Decidieron comprar aquella diminuta bolsa de polvo. El chico les enseñó cómo debían tomarlo: lamiendo la yema de sus índices para que aquel cristal quedase pegado y posteriormente pudieran chuparlo. Les pareció tan sencillo que se lo terminaron. Después intentaron imitar la forma de moverse del resto de personas que abarrotaban la nave; quizá, de esa forma, encontrarían el punto de una fiesta con una música que no encajaba para nada con sus gustos.
Las luces se movían vibrantes por aquel escenario tan siniestro dejando una estela que María deseaba tocar. Porque sabía que podía mover el tono verdoso, como si fuesen algas a orillas de una charca. Los sonidos agudos tenían a Jesús sorprendido, saltaban traviesos apoyándose sobre los graves, parecían chispas de un equipo de soldadura. En el techo dos pájaros hablaban: el gorrión quedaba con el cuervo para ver un atardecer. El suelo ya no era pegajoso, así que pudieron comenzar a moverse, «menos mal, porque tenía muchísimas ganas de bailar. ¿Por qué no lo había hecho antes? Ah, era porque el suelo me estaba agarrando». María estaba eufórica, también Jesús. «Gracias, suelo, ahora que me has soltado pienso volar con los pájaros». Entonces las manos de ambos, tras un leve roce, se entrelazaron fundiéndose en una. Ascendieron atravesando el techo de la cueva. «Ahora yo soy tú bajo la luz de la luna». Todo estaba conectado: la pena del gorrión saludaba a la felicidad del cuervo. La armonía inundó sus corazones. María decidió separarse, lo hizo con gran fuerza de voluntad y pudo reconocer su bloqueo. Se sintió morir y entendió que no pasaba nada por ello. Jesús observaba la vida, con la seguridad de que ya nunca moriría, se sentía eterno porque permanecería en todo lo que tocase. Salieron a la calle transportados por una corriente eléctrica que los llevaba a entrar en el coche y, aparcados en la oscuridad, se besaron con ansia. Envueltos por unas ventanas empañadas, hicieron el amor. Finas gotas condensadas se deslizaban por los cristales. Todo era perfecto, nada molestaba.

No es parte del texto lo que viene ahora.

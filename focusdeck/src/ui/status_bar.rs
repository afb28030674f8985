//! Status bar rendering.

use ratatui::{
    Frame,
    layout::Rect,
    text::{Line, Span},
    widgets::Paragraph,
};

use crate::app::{App, PanelFocus};
use crate::storage::KvStore;

use super::theme::Palette;

/// Render the one-line status bar: transient message or key hints.
pub fn render<S: KvStore>(frame: &mut Frame, area: Rect, app: &App<S>, palette: &Palette) {
    let text = app.status_message.clone().unwrap_or_else(|| hints(app.focus));
    let line = Line::from(Span::styled(format!(" {text}"), palette.status_bar()));
    frame.render_widget(Paragraph::new(line).style(palette.status_bar()), area);
}

/// Context-sensitive key hints per focused panel.
fn hints(focus: PanelFocus) -> String {
    match focus {
        PanelFocus::Input => "enter add task | tab switch panel | esc quit".to_string(),
        PanelFocus::Tasks => {
            "j/k move | J/K reorder | s select | c complete | d delete | e export | g quote | t theme"
                .to_string()
        }
        PanelFocus::Timer => "space start/pause | r reset | +/- minutes | enter set".to_string(),
    }
}
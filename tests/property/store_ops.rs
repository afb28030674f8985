//! Property-based tests for the task store and the countdown engine.
//!
//! Uses proptest to verify:
//! 1. Id uniqueness holds for every sequence of add/delete/complete/reorder
//!    operations, and deleted ids are never reassigned.
//! 2. Reordering permutes the collection without gaining or losing tasks.
//! 3. Deduplication on load is idempotent.
//! 4. Drift correction: the remaining time after any tick schedule depends
//!    only on total elapsed wall-clock time, and expiry fires at most once.

use std::collections::HashSet;

use proptest::prelude::*;

use focusdeck::storage::{MemoryStore, TASKS_KEY};
use focusdeck::tasks::{DropPosition, TaskStore};
use focusdeck::timer::TimerEngine;
use focusdeck_model::task::{TaskId, TaskRecord, encode_tasks};

// --- Strategies ---

/// One task store operation, with small id values so that operations
/// frequently hit existing tasks.
#[derive(Debug, Clone)]
enum Op {
    Add(String),
    Delete(u64),
    Complete(u64),
    Reorder(u64, u64, bool),
}

fn arb_op() -> impl Strategy<Value = Op> {
    prop_oneof![
        "[a-z ]{0,12}".prop_map(Op::Add),
        (1..40u64).prop_map(Op::Delete),
        (1..40u64).prop_map(Op::Complete),
        (1..40u64, 1..40u64, any::<bool>()).prop_map(|(s, t, below)| Op::Reorder(s, t, below)),
    ]
}

fn apply(store: &mut TaskStore<MemoryStore>, op: &Op) {
    match op {
        Op::Add(text) => {
            store.add(text);
        }
        Op::Delete(id) => {
            store.delete(TaskId::new(*id));
        }
        Op::Complete(id) => {
            store.complete(TaskId::new(*id));
        }
        Op::Reorder(source, target, below) => {
            let position = if *below {
                DropPosition::Below
            } else {
                DropPosition::Above
            };
            store.reorder(TaskId::new(*source), TaskId::new(*target), position);
        }
    }
}

proptest! {
    #[test]
    fn ids_stay_unique_and_deleted_ids_stay_dead(ops in prop::collection::vec(arb_op(), 0..60)) {
        let mut store = TaskStore::load(MemoryStore::new());
        let mut ever_deleted: HashSet<u64> = HashSet::new();

        for op in &ops {
            if let Op::Delete(id) = op {
                if store.get(TaskId::new(*id)).is_some() {
                    ever_deleted.insert(*id);
                }
            }
            apply(&mut store, op);

            let ids: Vec<u64> = store.tasks().iter().map(|t| t.id.get()).collect();
            let unique: HashSet<u64> = ids.iter().copied().collect();
            prop_assert_eq!(ids.len(), unique.len(), "duplicate ids after {:?}", op);
            for dead in &ever_deleted {
                prop_assert!(!unique.contains(dead), "deleted id {} resurrected", dead);
            }
        }
    }

    #[test]
    fn reorder_is_a_permutation(
        count in 2..10u64,
        source in 1..10u64,
        target in 1..10u64,
        below in any::<bool>(),
    ) {
        let mut store = TaskStore::load(MemoryStore::new());
        for i in 0..count {
            store.add(&format!("task {i}"));
        }
        let before: HashSet<u64> = store.tasks().iter().map(|t| t.id.get()).collect();

        let position = if below { DropPosition::Below } else { DropPosition::Above };
        store.reorder(TaskId::new(source), TaskId::new(target), position);

        let after: HashSet<u64> = store.tasks().iter().map(|t| t.id.get()).collect();
        prop_assert_eq!(before, after);
        prop_assert_eq!(store.len(), usize::try_from(count).unwrap());
    }

    #[test]
    fn dedup_on_load_is_idempotent(
        ids in prop::collection::vec(1..8u64, 0..24),
    ) {
        // Payload with plenty of duplicate ids.
        let records: Vec<TaskRecord> = ids
            .iter()
            .enumerate()
            .map(|(i, id)| TaskRecord::new(TaskId::new(*id), format!("task {i}")))
            .collect();
        let payload = encode_tasks(&records).map_err(|e| TestCaseError::fail(e.to_string()))?;

        let first = TaskStore::load(MemoryStore::with_entry(TASKS_KEY, &payload));
        let unique: HashSet<u64> = ids.iter().copied().collect();
        prop_assert_eq!(first.len(), unique.len());

        // Loading the repaired sequence changes nothing further.
        let repaired = encode_tasks(first.tasks()).map_err(|e| TestCaseError::fail(e.to_string()))?;
        let second = TaskStore::load(MemoryStore::with_entry(TASKS_KEY, &repaired));
        prop_assert_eq!(second.tasks(), first.tasks());
    }

    #[test]
    fn remaining_depends_only_on_elapsed_time(
        duration_secs in 1..3600u32,
        mut ticks in prop::collection::vec(0..4_000_000u64, 1..40),
    ) {
        ticks.sort_unstable();
        let mut engine = TimerEngine::with_duration_secs(duration_secs);
        prop_assert!(engine.start(0));

        let mut completions = 0u32;
        for &now in &ticks {
            if engine.tick(now).is_some() {
                completions += 1;
            }
        }

        let last = *ticks.last().unwrap();
        let elapsed_whole_secs = u32::try_from(last / 1000).unwrap_or(u32::MAX);
        let expected = duration_secs.saturating_sub(elapsed_whole_secs);
        prop_assert_eq!(engine.remaining_secs(), expected);
        prop_assert!(completions <= 1, "expiry fired {} times", completions);
        if expected == 0 {
            prop_assert_eq!(completions, 1);
        }
    }
}
//! Ordered task collection with identity-based reordering and
//! write-through persistence.
//!
//! Positions are derived, ids are canonical: every operation addresses
//! tasks by [`TaskId`](focusdeck_model::task::TaskId), never by raw index,
//! so a stale view can never move the wrong task. Invalid input (empty
//! text, unknown ids, completed participants) is rejected as a silent
//! no-op rather than an error.

pub mod export;
pub mod store;

pub use store::{DropPosition, TaskStore};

Al día siguiente, María se despertó tarde, había llegado a su casa cuando el cielo ya clareaba. Quería tomarse su tiempo para procesar lo ocurrido y decidió no contactar con Jesús, aunque estaba desando hacerlo. Llamó a su amiga y le dio las gracias a su hermano. «Ojalá yo hubiera salido como él cuando me tocaba, Laura. Pero ¿sabes qué? Nunca es tarde». Jesús, aunque hubiera querido, no hubiera podido contactar con ella. Pasaron unos días hasta que María se sintió preparada. Lo tenía claro, no le importaba que Jesús no hubiese respondido a sus mensajes. Sabía dónde vivía e iba directa a por él. Un poco después de llegar a su casa, un vecino le dijo que no insistiera llamando. Jesús había sufrido un infarto, justo al día siguiente de conocerse.

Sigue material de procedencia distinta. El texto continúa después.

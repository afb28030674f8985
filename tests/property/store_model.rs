//! Property-based tests for the persisted task payload.
//!
//! Uses proptest to verify:
//! 1. Any valid task sequence survives encode → decode round-trip.
//! 2. Arbitrary junk never causes a panic in `decode_tasks` (returns `Err`
//!    or a valid sequence, gracefully).
//! 3. Encoding is deterministic.

use proptest::prelude::*;

use focusdeck_model::task::{TaskId, TaskRecord, decode_tasks, encode_tasks};

// --- Strategies for record types ---

/// Strategy for generating arbitrary `TaskId` values.
fn arb_task_id() -> impl Strategy<Value = TaskId> {
    any::<u64>().prop_map(TaskId::new)
}

/// Strategy for generating arbitrary task text (non-empty, any unicode
/// except NUL).
fn arb_text() -> impl Strategy<Value = String> {
    "[^\x00]{1,64}"
}

/// Strategy for generating arbitrary `TaskRecord` values.
fn arb_record() -> impl Strategy<Value = TaskRecord> {
    (arb_task_id(), arb_text(), any::<bool>()).prop_map(|(id, text, completed)| {
        let mut record = TaskRecord::new(id, text);
        record.completed = completed;
        record
    })
}

/// Strategy for generating arbitrary record sequences.
fn arb_sequence() -> impl Strategy<Value = Vec<TaskRecord>> {
    prop::collection::vec(arb_record(), 0..32)
}

proptest! {
    #[test]
    fn round_trip_preserves_sequence(tasks in arb_sequence()) {
        let encoded = encode_tasks(&tasks).map_err(|e| TestCaseError::fail(e.to_string()))?;
        let decoded = decode_tasks(&encoded).map_err(|e| TestCaseError::fail(e.to_string()))?;
        prop_assert_eq!(decoded, tasks);
    }

    #[test]
    fn decode_never_panics_on_junk(raw in "\\PC{0,256}") {
        // Any outcome is fine as long as it is a Result, not a panic.
        let _ = decode_tasks(&raw);
    }

    #[test]
    fn decode_never_panics_on_near_valid_json(
        ids in prop::collection::vec(any::<u64>(), 0..8),
    ) {
        // Truncated version of a valid payload.
        let tasks: Vec<TaskRecord> = ids
            .into_iter()
            .map(|id| TaskRecord::new(TaskId::new(id), "x".to_string()))
            .collect();
        if let Ok(encoded) = encode_tasks(&tasks) {
            for cut in 0..encoded.len().min(16) {
                let _ = decode_tasks(&encoded[..encoded.len() - cut]);
            }
        }
    }

    #[test]
    fn encoding_is_deterministic(tasks in arb_sequence()) {
        let first = encode_tasks(&tasks).map_err(|e| TestCaseError::fail(e.to_string()))?;
        let second = encode_tasks(&tasks).map_err(|e| TestCaseError::fail(e.to_string()))?;
        prop_assert_eq!(first, second);
    }
}
mod errors;
mod extractors;
mod handlers;

use axum::routing::{get, post};
use axum::Router;
use tower_http::trace::TraceLayer;

use crate::service::AccountService;
use crate::storage::TransactionManager;

pub use errors::ApiError;
pub use extractors::{ApiJson, ApiPath};
pub use handlers::{
    create_account, delete_account, deposit, get_account, get_account_by_number, health_check,
    list_accounts, transfer, withdraw, AmountRequest, CreateAccountRequest, TransferRequest,
    HEALTH_MESSAGE,
};

/// Builds the HTTP routes over an account service.
pub fn router<S: TransactionManager>(service: AccountService<S>) -> Router {
    Router::new()
        .route("/test", get(health_check))
        .route("/accounts", get(list_accounts::<S>).post(create_account::<S>))
        .route("/accounts/{id}", get(get_account::<S>).delete(delete_account::<S>))
        .route("/accounts/by-number/{account_number}", get(get_account_by_number::<S>))
        .route("/accounts/{id}/deposit", post(deposit::<S>))
        .route("/accounts/{id}/withdraw", post(withdraw::<S>))
        .route("/transfers", post(transfer::<S>))
        .layer(TraceLayer::new_for_http())
        .with_state(service)
}
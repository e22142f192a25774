mod account;
mod errors;
#[cfg(test)]
mod tests;

use std::fmt;
use std::fmt::{Display, Formatter};

pub use account::Account;
pub use errors::AccountError;

/// Longest account number the store accepts.
pub const MAX_ACCOUNT_NUMBER_LENGTH: usize = 20;

/// Balance-changing operations an account can reject.
#[derive(Debug, Clone, Copy, Eq, PartialEq)]
pub enum Operation {
    Deposit,
    Withdrawal,
    Transfer
}

impl Display for Operation {
    fn fmt(&self, formatter: &mut Formatter<'_>) -> fmt::Result {
        let name = match self {
            Operation::Deposit => "deposit",
            Operation::Withdrawal => "withdrawal",
            Operation::Transfer => "transfer"
        };

        formatter.write_str(name)
    }
}
use axum::extract::rejection::{JsonRejection, PathRejection};
use axum::extract::{FromRequest, FromRequestParts, Path, Request};
use axum::http::request::Parts;
use axum::Json;

use crate::api::ApiError;

/// `Json` whose rejections are reported as an `ApiError` body.
#[derive(Debug)]
pub struct ApiJson<T>(pub T);

/// `Path` whose rejections are reported as an `ApiError` body.
#[derive(Debug)]
pub struct ApiPath<T>(pub T);

impl<T, S> FromRequest<S> for ApiJson<T>
where
    Json<T>: FromRequest<S, Rejection = JsonRejection>,
    S: Send + Sync
{
    type Rejection = ApiError;

    async fn from_request(request: Request, state: &S) -> Result<Self, Self::Rejection> {
        let Json(value) = Json::<T>::from_request(request, state).await?;

        Ok(ApiJson(value))
    }
}

impl<T, S> FromRequestParts<S> for ApiPath<T>
where
    Path<T>: FromRequestParts<S, Rejection = PathRejection>,
    S: Send + Sync
{
    type Rejection = ApiError;

    async fn from_request_parts(parts: &mut Parts, state: &S) -> Result<Self, Self::Rejection> {
        let Path(value) = Path::<T>::from_request_parts(parts, state).await?;

        Ok(ApiPath(value))
    }
}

La tristeza no encontró hueco para instalarse en el corazón de María pues entendió el motivo de aquel fugaz encuentro con Jesús. Fue con él con quien había descubierto los secretos de la existencia. Ahora, aunque evidentemente distantes, ella intuía que permanecerían unidos para siempre. Días después, María obtuvo un resultado positivo en la prueba de embarazo.